# ASSIGNMENT:
Copy out exactly the lines below that run from the one holding "Per-model protocol parameters" to the one holding "#[derive(Debug, Clone, Copy, PartialEq, Eq, Hash)]", keeping both of those lines and no others.

[Saved entries]
┏━━

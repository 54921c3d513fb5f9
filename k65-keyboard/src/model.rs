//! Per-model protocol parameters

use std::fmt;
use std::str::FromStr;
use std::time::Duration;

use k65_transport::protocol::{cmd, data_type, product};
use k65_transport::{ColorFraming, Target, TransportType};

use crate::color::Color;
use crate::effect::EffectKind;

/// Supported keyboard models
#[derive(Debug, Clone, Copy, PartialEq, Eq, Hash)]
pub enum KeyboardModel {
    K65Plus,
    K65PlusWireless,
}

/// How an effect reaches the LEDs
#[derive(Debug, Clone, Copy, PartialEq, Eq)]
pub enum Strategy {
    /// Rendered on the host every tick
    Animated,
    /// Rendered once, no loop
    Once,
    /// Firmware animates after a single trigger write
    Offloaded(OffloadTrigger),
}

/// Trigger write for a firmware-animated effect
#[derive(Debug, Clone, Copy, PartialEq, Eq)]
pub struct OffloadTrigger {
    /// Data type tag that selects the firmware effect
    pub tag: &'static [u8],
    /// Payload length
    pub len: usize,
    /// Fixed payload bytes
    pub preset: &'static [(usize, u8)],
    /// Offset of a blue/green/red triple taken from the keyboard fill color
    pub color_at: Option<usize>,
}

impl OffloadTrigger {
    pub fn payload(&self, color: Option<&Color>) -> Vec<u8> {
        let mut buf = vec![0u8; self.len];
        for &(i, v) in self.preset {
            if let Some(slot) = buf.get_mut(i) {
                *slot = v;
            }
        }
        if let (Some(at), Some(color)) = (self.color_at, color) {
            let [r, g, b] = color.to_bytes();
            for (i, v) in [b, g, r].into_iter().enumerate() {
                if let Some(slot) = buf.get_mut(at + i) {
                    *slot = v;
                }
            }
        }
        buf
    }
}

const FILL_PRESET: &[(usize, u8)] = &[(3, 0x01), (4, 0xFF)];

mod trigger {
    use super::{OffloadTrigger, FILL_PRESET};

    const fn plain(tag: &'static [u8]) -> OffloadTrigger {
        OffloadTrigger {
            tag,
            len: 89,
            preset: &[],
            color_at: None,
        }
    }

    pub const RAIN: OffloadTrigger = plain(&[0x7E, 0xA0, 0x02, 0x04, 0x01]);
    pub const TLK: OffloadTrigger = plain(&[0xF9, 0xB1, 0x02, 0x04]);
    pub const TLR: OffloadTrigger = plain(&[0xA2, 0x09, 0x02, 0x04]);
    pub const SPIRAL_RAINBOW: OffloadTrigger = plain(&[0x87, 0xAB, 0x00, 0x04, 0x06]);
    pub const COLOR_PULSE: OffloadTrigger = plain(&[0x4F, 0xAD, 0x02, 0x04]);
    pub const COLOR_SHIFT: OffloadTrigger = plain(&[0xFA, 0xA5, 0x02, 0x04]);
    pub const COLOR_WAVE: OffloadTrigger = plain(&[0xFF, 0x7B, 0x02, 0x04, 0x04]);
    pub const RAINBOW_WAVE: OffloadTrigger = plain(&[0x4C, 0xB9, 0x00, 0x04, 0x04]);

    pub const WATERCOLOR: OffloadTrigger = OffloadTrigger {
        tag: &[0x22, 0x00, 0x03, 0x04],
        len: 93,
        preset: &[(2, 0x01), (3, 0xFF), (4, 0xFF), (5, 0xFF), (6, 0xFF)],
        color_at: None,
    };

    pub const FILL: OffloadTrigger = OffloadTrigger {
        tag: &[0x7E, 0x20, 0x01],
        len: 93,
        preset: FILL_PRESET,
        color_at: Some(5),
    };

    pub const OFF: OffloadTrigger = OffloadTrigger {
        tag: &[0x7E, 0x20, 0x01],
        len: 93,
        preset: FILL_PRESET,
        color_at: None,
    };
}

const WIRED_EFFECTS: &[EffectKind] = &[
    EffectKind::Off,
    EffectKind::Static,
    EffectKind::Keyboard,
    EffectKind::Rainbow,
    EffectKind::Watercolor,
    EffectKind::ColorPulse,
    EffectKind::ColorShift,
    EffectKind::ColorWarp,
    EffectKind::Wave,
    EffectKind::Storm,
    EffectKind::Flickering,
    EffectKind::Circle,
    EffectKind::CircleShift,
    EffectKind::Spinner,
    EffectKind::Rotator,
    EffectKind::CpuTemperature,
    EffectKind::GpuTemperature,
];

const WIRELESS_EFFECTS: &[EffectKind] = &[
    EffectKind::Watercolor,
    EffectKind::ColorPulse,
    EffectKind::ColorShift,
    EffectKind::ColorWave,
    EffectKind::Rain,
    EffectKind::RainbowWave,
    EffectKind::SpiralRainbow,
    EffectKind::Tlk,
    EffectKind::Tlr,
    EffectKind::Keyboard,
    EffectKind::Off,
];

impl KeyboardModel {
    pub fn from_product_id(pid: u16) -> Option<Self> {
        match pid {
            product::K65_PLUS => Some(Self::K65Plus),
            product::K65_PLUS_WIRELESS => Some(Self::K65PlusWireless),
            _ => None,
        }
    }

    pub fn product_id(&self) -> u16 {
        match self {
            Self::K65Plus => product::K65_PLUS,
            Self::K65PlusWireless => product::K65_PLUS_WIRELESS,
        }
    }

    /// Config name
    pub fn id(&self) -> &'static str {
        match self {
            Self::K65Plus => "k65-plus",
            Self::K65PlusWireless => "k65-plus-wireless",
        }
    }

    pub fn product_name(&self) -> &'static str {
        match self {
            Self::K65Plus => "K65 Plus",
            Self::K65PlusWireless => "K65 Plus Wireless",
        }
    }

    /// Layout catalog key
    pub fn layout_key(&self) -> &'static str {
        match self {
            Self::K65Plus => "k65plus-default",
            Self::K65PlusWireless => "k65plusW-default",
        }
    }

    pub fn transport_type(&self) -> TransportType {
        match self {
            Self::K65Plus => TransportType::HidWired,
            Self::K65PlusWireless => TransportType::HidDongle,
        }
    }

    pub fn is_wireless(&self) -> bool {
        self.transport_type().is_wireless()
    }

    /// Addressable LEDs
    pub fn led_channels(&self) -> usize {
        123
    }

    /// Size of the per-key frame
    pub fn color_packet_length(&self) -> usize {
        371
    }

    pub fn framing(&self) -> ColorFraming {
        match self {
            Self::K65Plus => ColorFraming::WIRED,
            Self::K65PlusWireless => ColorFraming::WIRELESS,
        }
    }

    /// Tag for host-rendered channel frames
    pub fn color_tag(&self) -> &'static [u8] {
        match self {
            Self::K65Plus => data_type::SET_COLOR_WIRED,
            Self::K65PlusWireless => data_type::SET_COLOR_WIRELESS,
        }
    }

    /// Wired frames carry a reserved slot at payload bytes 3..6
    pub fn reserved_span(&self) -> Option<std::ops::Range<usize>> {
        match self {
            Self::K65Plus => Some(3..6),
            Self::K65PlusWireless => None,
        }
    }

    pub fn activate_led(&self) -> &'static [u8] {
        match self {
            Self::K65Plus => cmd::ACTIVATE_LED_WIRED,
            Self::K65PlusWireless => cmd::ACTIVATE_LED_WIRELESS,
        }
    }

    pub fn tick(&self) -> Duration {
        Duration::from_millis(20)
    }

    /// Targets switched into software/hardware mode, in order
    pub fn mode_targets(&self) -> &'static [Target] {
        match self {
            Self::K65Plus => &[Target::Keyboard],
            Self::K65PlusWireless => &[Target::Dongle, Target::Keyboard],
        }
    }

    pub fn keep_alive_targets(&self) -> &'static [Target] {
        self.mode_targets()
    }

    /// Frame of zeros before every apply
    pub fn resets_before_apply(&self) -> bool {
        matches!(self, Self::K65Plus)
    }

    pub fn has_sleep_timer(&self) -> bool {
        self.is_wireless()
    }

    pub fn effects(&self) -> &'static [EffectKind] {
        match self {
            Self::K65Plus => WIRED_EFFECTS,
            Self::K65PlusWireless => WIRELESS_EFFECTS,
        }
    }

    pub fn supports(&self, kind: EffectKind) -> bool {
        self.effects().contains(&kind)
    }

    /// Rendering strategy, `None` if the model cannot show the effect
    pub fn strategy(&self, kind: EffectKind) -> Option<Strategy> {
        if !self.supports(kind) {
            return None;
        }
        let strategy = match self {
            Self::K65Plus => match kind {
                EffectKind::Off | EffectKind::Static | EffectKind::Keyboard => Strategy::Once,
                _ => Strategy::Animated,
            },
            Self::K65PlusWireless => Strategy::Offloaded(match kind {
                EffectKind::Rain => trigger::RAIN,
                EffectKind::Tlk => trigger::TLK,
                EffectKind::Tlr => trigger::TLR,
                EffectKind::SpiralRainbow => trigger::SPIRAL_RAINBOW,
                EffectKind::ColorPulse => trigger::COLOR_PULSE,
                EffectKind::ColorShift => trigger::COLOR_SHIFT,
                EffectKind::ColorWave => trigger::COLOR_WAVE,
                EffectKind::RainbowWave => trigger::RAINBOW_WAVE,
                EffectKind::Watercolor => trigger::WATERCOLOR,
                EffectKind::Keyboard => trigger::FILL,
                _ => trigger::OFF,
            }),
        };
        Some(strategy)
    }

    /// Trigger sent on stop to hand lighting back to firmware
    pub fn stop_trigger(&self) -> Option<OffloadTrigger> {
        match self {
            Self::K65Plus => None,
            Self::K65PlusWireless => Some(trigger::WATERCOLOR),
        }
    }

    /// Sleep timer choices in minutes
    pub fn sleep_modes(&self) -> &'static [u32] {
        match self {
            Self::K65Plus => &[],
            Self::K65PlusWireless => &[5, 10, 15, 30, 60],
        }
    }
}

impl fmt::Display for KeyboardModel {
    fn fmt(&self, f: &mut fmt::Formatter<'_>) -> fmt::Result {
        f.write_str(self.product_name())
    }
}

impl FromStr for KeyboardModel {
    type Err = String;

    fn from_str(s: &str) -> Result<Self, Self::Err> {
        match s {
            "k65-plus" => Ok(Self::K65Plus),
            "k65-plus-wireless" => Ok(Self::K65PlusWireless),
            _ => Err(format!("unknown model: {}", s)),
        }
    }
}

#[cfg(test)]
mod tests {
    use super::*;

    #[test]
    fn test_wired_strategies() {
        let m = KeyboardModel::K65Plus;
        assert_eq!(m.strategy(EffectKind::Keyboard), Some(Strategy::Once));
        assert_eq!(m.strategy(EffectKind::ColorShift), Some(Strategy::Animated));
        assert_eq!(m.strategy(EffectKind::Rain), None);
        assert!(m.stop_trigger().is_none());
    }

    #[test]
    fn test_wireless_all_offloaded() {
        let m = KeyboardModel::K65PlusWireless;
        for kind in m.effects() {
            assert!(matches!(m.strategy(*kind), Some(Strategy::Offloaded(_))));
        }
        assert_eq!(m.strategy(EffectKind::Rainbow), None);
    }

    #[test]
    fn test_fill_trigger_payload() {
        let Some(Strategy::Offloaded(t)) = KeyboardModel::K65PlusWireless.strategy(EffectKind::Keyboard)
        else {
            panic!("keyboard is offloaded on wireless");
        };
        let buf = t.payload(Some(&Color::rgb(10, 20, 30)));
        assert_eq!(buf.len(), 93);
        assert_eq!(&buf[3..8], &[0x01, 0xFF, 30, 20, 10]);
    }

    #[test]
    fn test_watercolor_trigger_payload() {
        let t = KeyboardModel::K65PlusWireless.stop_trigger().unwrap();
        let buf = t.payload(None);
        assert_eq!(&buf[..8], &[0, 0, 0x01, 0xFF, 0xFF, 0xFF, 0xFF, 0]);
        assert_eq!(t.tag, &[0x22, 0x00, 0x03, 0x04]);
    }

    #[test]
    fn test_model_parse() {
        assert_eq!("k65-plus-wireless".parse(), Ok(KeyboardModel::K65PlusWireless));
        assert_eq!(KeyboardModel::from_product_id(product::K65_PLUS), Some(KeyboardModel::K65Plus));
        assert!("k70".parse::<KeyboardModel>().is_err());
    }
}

┗━━

# OUTPUT BELOW:
//! Per-model protocol parameters

use std::fmt;
use std::str::FromStr;
use std::time::Duration;

use k65_transport::protocol::{cmd, data_type, product};
use k65_transport::{ColorFraming, Target, TransportType};

use crate::color::Color;
use crate::effect::EffectKind;

/// Supported keyboard models
#[derive(Debug, Clone, Copy, PartialEq, Eq, Hash)]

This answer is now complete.